RECORDS FOR THE EXERCISE:
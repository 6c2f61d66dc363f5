//! CLI-specific error types
//!
//! All CLI errors are fatal: `main` prints them and exits non-zero.

use std::fmt;

/// CLI error codes
#[derive(Debug, Clone, PartialEq, Eq)]
pub enum CliErrorCode {
    /// Configuration file error
    ConfigError,
    /// Server could not start or stopped with an error
    BootFailed,
}

impl CliErrorCode {
    /// Get the error code string
    pub fn code(&self) -> &'static str {
        match self {
            Self::ConfigError => "BOOKSHELF_CLI_CONFIG_ERROR",
            Self::BootFailed => "BOOKSHELF_CLI_BOOT_FAILED",
        }
    }
}

/// CLI error
#[derive(Debug)]
pub struct CliError {
    code: CliErrorCode,
    message: String,
}

impl CliError {
    /// Create a new CLI error
    pub fn new(code: CliErrorCode, message: impl Into<String>) -> Self {
        Self {
            code,
            message: message.into(),
        }
    }

    /// Config error
    pub fn config_error(msg: impl Into<String>) -> Self {
        Self::new(CliErrorCode::ConfigError, msg)
    }

    /// Boot failed
    pub fn boot_failed(msg: impl Into<String>) -> Self {
        Self::new(CliErrorCode::BootFailed, msg)
    }

    /// Get the error code
    pub fn code(&self) -> &CliErrorCode {
        &self.code
    }

    /// Get the error message
    pub fn message(&self) -> &str {
        &self.message
    }
}

impl fmt::Display for CliError {
    fn fmt(&self, f: &mut fmt::Formatter<'_>) -> fmt::Result {
        write!(f, "{}: {}", self.code.code(), self.message)
    }
}

impl std::error::Error for CliError {}

/// CLI result type
pub type CliResult<T> = Result<T, CliError>;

DIRECTIONS: In the records above, find each line holding "Debug" and copy it.

EXERCISE OUTPUT:
#[derive(Debug, Clone, PartialEq, Eq)]
#[derive(Debug)]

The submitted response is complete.